Queridos hermanos y hermanas, ¡buenos días!
El Evangelio de hoy está formado por dos parábolas muy breves: la de la semilla que germina y crece sola, y la del grano de mostaza (cf. Mc 4, 26–34). A través de estas imágenes tomadas del mundo rural, Jesús presenta la eficacia de la Palabra de Dios y las exigencias de su Reino, mostrando las razones de nuestra esperanza y de nuestro compromiso en la historia.
En la primera parábola la atención se centra en el hecho que la semilla, echada en la tierra, se arraiga y desarrolla por sí misma, independientemente de que el campesino duerma o vele. Él confía en el poder interior de la semilla misma y en la fertilidad del terreno. En el lenguaje evangélico, la semilla es símbolo de la Palabra de Dios, cuya fecundidad recuerda esta parábola. Como la humilde semilla se desarrolla en la tierra, así la Palabra actúa con el poder de Dios en el corazón de quien la escucha. Dios ha confiado su Palabra a nuestra tierra, es decir, a cada uno de nosotros, con nuestra concreta humanidad. Podemos tener confianza, porque la Palabra de Dios es palabra creadora, destinada a convertirse en «el grano maduro en la espiga» (Mc 4, 28). Esta Palabra si es acogida, da ciertamente sus frutos, porque Dios mismo la hace germinar y madurar a través de caminos que no siempre podemos verificar y de un modo que no conocemos (cf. Mc 4, 27). Todo esto nos hace comprender que es siempre Dios, es siempre Dios quien hace crecer su Reino –por esto rezamos mucho «venga a nosotros tu Reino»–, es Él quien lo hace crecer, el hombre es su humilde colaborador, que contempla y se regocija por la acción creadora divina y espera con paciencia sus frutos.
La Palabra de Dios hace crecer, da vida. Y aquí quisiera recordaros otra vez la importancia de tener el Evangelio, la Biblia, al alcance de la mano –el Evangelio pequeño en el bolsillo, en la cartera– y alimentarnos cada día con esta Palabra viva de Dios: leer cada día un pasaje del Evangelio, un pasaje de la Biblia. Jamás olvidéis esto, por favor. Porque esta es la fuerza que hace germinar en nosotros la vida del reino de Dios.

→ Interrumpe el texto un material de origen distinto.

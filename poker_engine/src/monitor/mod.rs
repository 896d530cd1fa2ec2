//! Monitor module: the room lifecycle control loop.
//!
//! Every tick the monitor scans each club's active-room index, reads every
//! room's seated count and phase, and applies one rule per room:
//!
//! - enough players and waiting: start a hand
//! - too few players and not waiting: stop the hand (`insufficient_players`)
//! - otherwise: nothing
//!
//! There is no hysteresis. A room hovering at the threshold may start and
//! stop on consecutive ticks.

pub mod config;
pub mod controller;
pub mod room_monitor;

pub use config::{EngineConfig, EngineConfigError, parse_duration};
pub use controller::{
    FORCE_STOP_PREFIX, LifecycleController, REASON_DEAL_FAILED, REASON_INSUFFICIENT_PLAYERS,
    StartOutcome, StopOutcome,
};
pub use room_monitor::{
    MonitorStatistics, RoomAction, RoomDecision, RoomMonitor, TickReport, decide,
};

La segunda parábola utiliza la imagen del grano de mostaza. Aun siendo la más pequeña de todas las semillas, está llena de vida y crece hasta hacerse «más alta que las demás hortalizas» (Mc 4, 32). Y así es el reino de Dios: una realidad humanamente pequeña y aparentemente irrelevante.

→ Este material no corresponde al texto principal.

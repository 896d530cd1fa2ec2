//! Typed access to room, game, and player records.

use std::sync::Arc;

use super::{
    errors::{EngineError, EngineResult},
    models::{FieldValue, Game, Player, Room, game_fields},
    phase::GamePhase,
};
use crate::store::{KeyBuilder, KeyScan, KeyValueStore, WriteBatch};

/// Field updates for one record, written together
pub type FieldUpdates<'a> = [(&'a str, String)];

/// Repository over the room/game/player field-sets
///
/// Every getter treats an absent key as `None` or empty. Every updater
/// writes all of its fields in a single store command.
#[derive(Clone)]
pub struct GameRepository {
    store: Arc<dyn KeyValueStore>,
    keys: KeyBuilder,
}

impl GameRepository {
    pub fn new(store: Arc<dyn KeyValueStore>, keys: KeyBuilder) -> Self {
        Self { store, keys }
    }

    pub fn store(&self) -> &Arc<dyn KeyValueStore> {
        &self.store
    }

    pub fn keys(&self) -> &KeyBuilder {
        &self.keys
    }

    /// Read a room's game record
    ///
    /// # Returns
    ///
    /// * `EngineResult<Option<Game>>` - `None` when the room has no game record
    pub async fn get_game(&self, club_id: &str, room_id: &str) -> EngineResult<Option<Game>> {
        let fields = self
            .store
            .hget_all(&self.keys.game_state(club_id, room_id))
            .await?;
        if fields.is_empty() {
            return Ok(None);
        }
        Ok(Some(Game::from_fields(&fields)))
    }

    /// Read a room's descriptive record along with its seat and spectator counts
    pub async fn get_room(&self, club_id: &str, room_id: &str) -> EngineResult<Option<Room>> {
        let fields = self
            .store
            .hget_all(&self.keys.room_info(club_id, room_id))
            .await?;
        if fields.is_empty() {
            return Ok(None);
        }
        let mut room = Room::from_fields(&fields);
        if room.club_id.is_empty() {
            room.club_id = club_id.to_string();
        }
        if room.room_id.is_empty() {
            room.room_id = room_id.to_string();
        }
        room.current_players = self.get_players_count(club_id, room_id).await?;
        room.current_spectators = self.get_spectators_count(club_id, room_id).await?;
        Ok(Some(room))
    }

    /// Seated user ids in ascending order
    pub async fn get_player_ids(&self, club_id: &str, room_id: &str) -> EngineResult<Vec<String>> {
        let mut ids = self
            .store
            .smembers(&self.keys.room_players(club_id, room_id))
            .await?;
        ids.sort();
        Ok(ids)
    }

    pub async fn get_player(
        &self,
        club_id: &str,
        room_id: &str,
        user_id: &str,
    ) -> EngineResult<Option<Player>> {
        let fields = self
            .store
            .hget_all(&self.keys.player_info(club_id, room_id, user_id))
            .await?;
        if fields.is_empty() {
            return Ok(None);
        }
        let mut player = Player::from_fields(&fields);
        if player.user_id.is_empty() {
            player.user_id = user_id.to_string();
        }
        Ok(Some(player))
    }

    /// Every seated player with a record, ordered by user id
    pub async fn get_players(&self, club_id: &str, room_id: &str) -> EngineResult<Vec<Player>> {
        let mut players = Vec::new();
        for user_id in self.get_player_ids(club_id, room_id).await? {
            if let Some(player) = self.get_player(club_id, room_id, &user_id).await? {
                players.push(player);
            }
        }
        Ok(players)
    }

    /// Seated players still contesting the pot
    pub async fn get_active_players(
        &self,
        club_id: &str,
        room_id: &str,
    ) -> EngineResult<Vec<Player>> {
        let players = self.get_players(club_id, room_id).await?;
        Ok(players.into_iter().filter(Player::is_in_hand).collect())
    }

    pub async fn get_players_count(&self, club_id: &str, room_id: &str) -> EngineResult<usize> {
        Ok(self
            .store
            .scard(&self.keys.room_players(club_id, room_id))
            .await?)
    }

    pub async fn get_spectators_count(&self, club_id: &str, room_id: &str) -> EngineResult<usize> {
        Ok(self
            .store
            .scard(&self.keys.room_spectators(club_id, room_id))
            .await?)
    }

    pub async fn room_exists(&self, club_id: &str, room_id: &str) -> EngineResult<bool> {
        Ok(self
            .store
            .exists(&self.keys.room_info(club_id, room_id))
            .await?)
    }

    pub async fn is_player_in_room(
        &self,
        club_id: &str,
        room_id: &str,
        user_id: &str,
    ) -> EngineResult<bool> {
        Ok(self
            .store
            .sismember(&self.keys.room_players(club_id, room_id), user_id)
            .await?)
    }

    pub async fn is_spectator_in_room(
        &self,
        club_id: &str,
        room_id: &str,
        user_id: &str,
    ) -> EngineResult<bool> {
        Ok(self
            .store
            .sismember(&self.keys.room_spectators(club_id, room_id), user_id)
            .await?)
    }

    /// True while a hand id is set and the phase is between the deal and the finish
    pub async fn is_game_active(&self, club_id: &str, room_id: &str) -> EngineResult<bool> {
        Ok(self.get_game(club_id, room_id).await?.is_some_and(|game| {
            game.has_active_hand() && game.phase.known().is_some_and(|p| p.is_hand_in_progress())
        }))
    }

    pub async fn update_game_fields(
        &self,
        club_id: &str,
        room_id: &str,
        fields: &FieldUpdates<'_>,
    ) -> EngineResult<()> {
        self.write_fields(&self.keys.game_state(club_id, room_id), fields)
            .await
    }

    pub async fn update_room_fields(
        &self,
        club_id: &str,
        room_id: &str,
        fields: &FieldUpdates<'_>,
    ) -> EngineResult<()> {
        self.write_fields(&self.keys.room_info(club_id, room_id), fields)
            .await
    }

    pub async fn update_player_fields(
        &self,
        club_id: &str,
        room_id: &str,
        user_id: &str,
        fields: &FieldUpdates<'_>,
    ) -> EngineResult<()> {
        self.write_fields(&self.keys.player_info(club_id, room_id, user_id), fields)
            .await
    }

    /// Room ids in a club's active index, in score order
    pub async fn active_room_ids(&self, club_id: &str) -> EngineResult<Vec<String>> {
        Ok(self
            .store
            .zrange(&self.keys.club_rooms_active(club_id), 0, -1)
            .await?)
    }

    /// Every club-scoped active-room index key currently in the store
    pub async fn scan_active_room_indexes(&self) -> EngineResult<Vec<String>> {
        let pattern = self.keys.club_rooms_active_pattern();
        Ok(KeyScan::new(self.store.as_ref(), pattern)
            .collect_all()
            .await?)
    }

    /// Move a hand to `to`, rejecting edges the phase graph does not allow
    ///
    /// Returns the phase the hand was in before the move.
    pub async fn advance_phase(
        &self,
        club_id: &str,
        room_id: &str,
        to: GamePhase,
    ) -> EngineResult<GamePhase> {
        let game = self
            .get_game(club_id, room_id)
            .await?
            .ok_or_else(|| EngineError::RoomNotFound {
                club_id: club_id.to_string(),
                room_id: room_id.to_string(),
            })?;

        let from = match game.phase {
            FieldValue::Known(phase) => phase,
            FieldValue::Missing => GamePhase::Waiting,
            FieldValue::Unrecognized(raw) => {
                return Err(EngineError::CorruptField {
                    field: game_fields::PHASE.to_string(),
                    reason: format!("unrecognized phase {raw:?}"),
                });
            }
        };
        if !from.can_transition_to(to) {
            return Err(EngineError::InvalidTransition { from, to });
        }

        self.update_game_fields(club_id, room_id, &[(game_fields::PHASE, to.to_string())])
            .await?;
        log::debug!("Room {}:{} phase {} -> {}", club_id, room_id, from, to);
        Ok(from)
    }

    /// Delete every key belonging to a room, including per-user records
    pub async fn cleanup_room(&self, club_id: &str, room_id: &str) -> EngineResult<()> {
        let players = self
            .store
            .smembers(&self.keys.room_players(club_id, room_id))
            .await?;
        let spectators = self
            .store
            .smembers(&self.keys.room_spectators(club_id, room_id))
            .await?;

        let mut batch = WriteBatch::new();
        for key in self.keys.room_keys(club_id, room_id) {
            batch = batch.del(key);
        }
        for user_id in &players {
            batch = batch.del(self.keys.player_info(club_id, room_id, user_id));
        }
        for user_id in &spectators {
            batch = batch.del(self.keys.spectator_info(club_id, room_id, user_id));
        }
        self.store.execute_batch(batch).await?;

        log::info!(
            "Cleaned up room {}:{} ({} players, {} spectators)",
            club_id,
            room_id,
            players.len(),
            spectators.len()
        );
        Ok(())
    }

    async fn write_fields(&self, key: &str, fields: &FieldUpdates<'_>) -> EngineResult<()> {
        let fields: Vec<(String, String)> = fields
            .iter()
            .map(|(name, value)| (name.to_string(), value.clone()))
            .collect();
        self.store.hset_multiple(key, &fields).await?;
        Ok(())
    }
}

Para entrar a formar parte de él es necesario ser pobres en el corazón; no confiar en las propias capacidades, sino en el poder del amor de Dios; no actuar para ser importantes ante los ojos del mundo, sino preciosos ante los ojos de Dios, que tiene predilección por los sencillos y humildes. Cuando vivimos así, a través de nosotros irrumpe la fuerza de Cristo y transforma lo que es pequeño y modesto en una realidad que fermenta toda la masa del mundo y de la historia.
De estas dos parábolas nos llega una enseñanza importante: el Reino de Dios requiere nuestra colaboración, pero es, sobre todo, iniciativa y don del Señor. Nuestra débil obra, aparentemente pequeña frente a la complejidad de los problemas del mundo, si se la sitúa en la obra de Dios no tiene miedo de las dificultades. La victoria del Señor es segura: su amor hará brotar y hará crecer cada semilla de bien presente en la tierra. Esto nos abre a la confianza y a la esperanza, a pesar de los dramas, las injusticias y los sufrimientos que encontramos. La semilla del bien y de la paz germina y se desarrolla, porque el amor misericordioso de Dios hace que madure.
Que la santísima Virgen, que acogió como «tierra fecunda» la semilla de la divina Palabra, nos sostenga en esta esperanza que nunca nos defrauda.